La visión de los objetos como «solucionadores de problemas» se vio complementada en el siglo XX —sobre todo a partir del período de entreguerras— cuando, habida cuenta de la carga emocional que existe en el proceso de consumo, se incorpora el deseo como ingrediente en las estrategias de venta. Quizá haya llegado el momento de repensar nuestra posición a la hora de consumir y considerar nuestra capacidad de decisión, así como situar en el centro del debate sobre la cultura material la relación que mantenemos con los objetos que nos envuelven.
En contraposición a los ciclos compulsivos de compra–uso–desecho, las emociones también pueden ser responsables de generar en un objeto la cualidad de irremplazable. Esta «durabilidad emocional» de la que nos habla el diseñador británico Jonathan Chapman puede contribuir a reducir los niveles de desperdicio y a templar el consumo impulsivo.
El diseño emocional no pasa únicamente por fabricar piezas físicamente más duraderas por el hecho de ser resistentes. Se trata de otro tipo de resistencia: la del apego, la de la persistencia ante las modas y la resiliencia ante el deterioro, ante el tiempo.
Una imagen clara de resistencia la encontramos en «Assemble with Care» (ustwo games, 2019), un breve videojuego narrativo en el que Maria, una manitas itinerante, repara objetos cotidianos en los lugares donde aterriza de manera efímera. Sus trabajos no son solo intervenciones técnicas sino también tareas de reconstrucción de relaciones, recuerdos y afectos, de manera que la reparación se convierte en un acto de cuidado.

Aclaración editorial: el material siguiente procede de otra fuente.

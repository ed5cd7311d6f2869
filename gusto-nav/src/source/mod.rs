//! Restaurant slug sources for dynamic route registration.

use crate::error::{self, Result};
use async_trait::async_trait;
use reqwest::header::{HeaderMap, HeaderValue, ACCEPT};
use serde::Deserialize;
use snafu::ResultExt;
use std::time::Duration;
use tracing::debug;

/// One restaurant record from the collection endpoint.
///
/// The upstream front end read `slug` off the collection response itself;
/// the contract here assumes the field lives on each record. Confirm against
/// the real API before relying on further fields.
#[derive(Debug, Clone, Deserialize)]
pub struct RestaurantRecord {
    pub slug: String,
}

/// Anything that can produce restaurant slugs for route synthesis.
#[async_trait]
pub trait SlugSource: Send + Sync {
    async fn fetch_slugs(&self) -> Result<Vec<String>>;
}

const REQUEST_TIMEOUT: Duration = Duration::from_secs(10);

/// Slug source backed by the restaurant API.
pub struct HttpSlugSource {
    http: reqwest::Client,
    base_url: String,
}

impl HttpSlugSource {
    /// Build a source for `base_url`, e.g. `http://127.0.0.1:8000`.
    pub fn new(base_url: impl Into<String>) -> Result<Self> {
        let mut headers = HeaderMap::new();
        headers.insert(ACCEPT, HeaderValue::from_static("application/json"));

        let http = reqwest::Client::builder()
            .timeout(REQUEST_TIMEOUT)
            .default_headers(headers)
            .build()
            .context(error::SlugRequestSnafu)?;

        let base_url = base_url.into();
        Ok(Self {
            http,
            base_url: base_url.trim_end_matches('/').to_string(),
        })
    }
}

#[async_trait]
impl SlugSource for HttpSlugSource {
    async fn fetch_slugs(&self) -> Result<Vec<String>> {
        let url = format!("{}/api/restaurants", self.base_url);
        debug!(%url, "fetching restaurant slugs");

        let records: Vec<RestaurantRecord> = self
            .http
            .get(&url)
            .send()
            .await
            .and_then(|response| response.error_for_status())
            .context(error::SlugRequestSnafu)?
            .json()
            .await
            .context(error::SlugDecodeSnafu)?;

        Ok(records.into_iter().map(|r| r.slug).collect())
    }
}

#[cfg(test)]
mod tests {
    use super::*;
    use crate::error::Error;
    use serde_json::json;
    use wiremock::matchers::{method, path};
    use wiremock::{Mock, MockServer, ResponseTemplate};

    #[tokio::test]
    async fn fetches_slugs_from_collection() {
        let server = MockServer::start().await;
        Mock::given(method("GET"))
            .and(path("/api/restaurants"))
            .respond_with(ResponseTemplate::new(200).set_body_json(json!([
                { "slug": "trattoria-roma", "name": "Trattoria Roma" },
                { "slug": "sushi-kyo" },
            ])))
            .mount(&server)
            .await;

        let source = HttpSlugSource::new(server.uri()).unwrap();
        let slugs = source.fetch_slugs().await.unwrap();
        assert_eq!(slugs, vec!["trattoria-roma", "sushi-kyo"]);
    }

    #[tokio::test]
    async fn server_error_is_a_request_failure() {
        let server = MockServer::start().await;
        Mock::given(method("GET"))
            .and(path("/api/restaurants"))
            .respond_with(ResponseTemplate::new(500))
            .mount(&server)
            .await;

        let source = HttpSlugSource::new(server.uri()).unwrap();
        let err = source.fetch_slugs().await.unwrap_err();
        assert!(matches!(err, Error::SlugRequest { .. }));
    }

    #[tokio::test]
    async fn malformed_body_is_a_decode_failure() {
        let server = MockServer::start().await;
        Mock::given(method("GET"))
            .and(path("/api/restaurants"))
            .respond_with(ResponseTemplate::new(200).set_body_json(json!({ "slug": "oops" })))
            .mount(&server)
            .await;

        let source = HttpSlugSource::new(server.uri()).unwrap();
        let err = source.fetch_slugs().await.unwrap_err();
        assert!(matches!(err, Error::SlugDecode { .. }));
    }
}
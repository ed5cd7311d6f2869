use crate::model::{format_price, Cart};
use crossterm::event::KeyCode;
use gusto_nav::{Action, Entity, Event, Params, View};
use ratatui::layout::{Alignment, Constraint, Direction, Layout, Rect};
use ratatui::style::{Color, Modifier, Style};
use ratatui::text::{Line, Span};
use ratatui::widgets::{Block, BorderType, Borders, List, ListItem, Paragraph};
use std::time::{SystemTime, UNIX_EPOCH};

pub struct CheckoutPage {
    cart: Entity<Cart>,
}

impl CheckoutPage {
    pub fn new(cart: Entity<Cart>) -> Self {
        Self { cart }
    }
}

fn order_code() -> String {
    let seconds = SystemTime::now()
        .duration_since(UNIX_EPOCH)
        .map(|d| d.as_secs())
        .unwrap_or_default();
    format!("G-{:05}", seconds % 100_000)
}

impl View for CheckoutPage {
    fn render(&mut self, frame: &mut ratatui::Frame, area: Rect, _params: &Params) {
        let chunks = Layout::default()
            .direction(Direction::Vertical)
            .constraints([
                Constraint::Length(2),
                Constraint::Min(0),
                Constraint::Length(1),
            ])
            .split(area);

        let cart = self.cart.read(|c| c.clone()).unwrap_or_default();

        let header = Paragraph::new("Checkout")
            .style(
                Style::default()
                    .fg(Color::Yellow)
                    .add_modifier(Modifier::BOLD),
            )
            .alignment(Alignment::Center);
        frame.render_widget(header, chunks[0]);

        if cart.lines.is_empty() {
            let empty = Paragraph::new("Your order is empty — Esc to keep browsing")
                .alignment(Alignment::Center)
                .style(Style::default().fg(Color::DarkGray));
            frame.render_widget(empty, chunks[1]);
        } else {
            let mut items: Vec<ListItem> = cart
                .lines
                .iter()
                .map(|line| {
                    ListItem::new(Line::from(vec![
                        Span::raw(format!("{}× {} ", line.quantity, line.item)),
                        Span::styled(
                            format!("({})", line.restaurant),
                            Style::default().fg(Color::DarkGray),
                        ),
                        Span::styled(
                            format!("  {}", format_price(line.price_cents * line.quantity)),
                            Style::default().fg(Color::Green),
                        ),
                    ]))
                })
                .collect();
            items.push(ListItem::new(Line::from(Span::styled(
                format!("Total  {}", format_price(cart.total_cents())),
                Style::default().add_modifier(Modifier::BOLD),
            ))));

            let list = List::new(items).block(
                Block::default()
                    .title(" Your order ")
                    .borders(Borders::ALL)
                    .border_type(BorderType::Rounded),
            );
            frame.render_widget(list, chunks[1]);
        }

        let footer = Paragraph::new(" Enter Place order │ X Clear │ Esc Back │ Q Quit ")
            .alignment(Alignment::Center)
            .style(Style::default().fg(Color::DarkGray));
        frame.render_widget(footer, chunks[2]);
    }

    fn handle_event(&mut self, event: Event, _params: &Params) -> Option<Action> {
        let Event::Key(key) = event else { return None };
        match key.code {
            KeyCode::Enter => {
                let placed = self
                    .cart
                    .update(|c| {
                        if c.lines.is_empty() {
                            false
                        } else {
                            c.confirmed = Some(order_code());
                            true
                        }
                    })
                    .unwrap_or(false);
                placed.then(|| Action::Navigate("/confirm".to_string()))
            }
            KeyCode::Char('x') => {
                let _ = self.cart.update(|c| c.clear());
                None
            }
            KeyCode::Esc | KeyCode::Backspace => Some(Action::Back),
            KeyCode::Char('q') => Some(Action::Quit),
            _ => None,
        }
    }
}
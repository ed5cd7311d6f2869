mod checkout;
mod confirm;
mod dynamic;
mod home;
mod not_found;
mod restaurant;

pub use checkout::CheckoutPage;
pub use confirm::ConfirmPage;
pub use dynamic::DynamicPage;
pub use home::HomePage;
pub use not_found::NotFoundPage;
pub use restaurant::RestaurantPage;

Fotograma del videojuego «Assemble with Care» (ustwo games, 2019) © ustwo games.
Esta condición de familiaridad, referencia y memoria no suele ser resultado de la pasividad. Por tanto, cabe considerar nuestra contribución a dignificar y preservar el espíritu del objeto, una suerte de ese «aura» de la que hablaba Walter Benjamin, para completar esa relación bilateral. Sea cual sea su función, será indispensable el mantenimiento de una relación íntima, la generación de lazos; así lo confirma el pensador y crítico de arte japonés Soetsu Yanagi cuando nos dice que «cuanto más se usa el objeto, más bello se vuelve; y cuando más lo usa un usuario, más lo ama».
Con todo, la disciplina de diseño no debe comprenderse como una práctica para dar forma a los objetos sino como una herramienta más para la transformación social. Las decisiones técnicas también tienen carácter simbólico y político, de modo que pueden impulsar la generación de relaciones más conscientes y afectivas con lo material que, a fin de cuentas, sirvan para cuidar mejor nuestra realidad y nuestra forma de estar en el mundo.
Tal es el potencial evocador del universo material, que puede acercarnos tiempos olvidados a la vez que invocar una historia de vida anónima, actuando como un auténtico contenedor de memoria. A este respecto, el filósofo Joan-Carles Mèlich nos recuerda que «el humano es un ser que, de manera inevitable, no tiene más remedio que crear lazos con las cosas, lazos que son decisivos en su forma de habitar el mundo». Sin esta categoría relacional que nos mantiene apegados a la fisicidad, la experiencia vital corre el riesgo de resultar incompleta.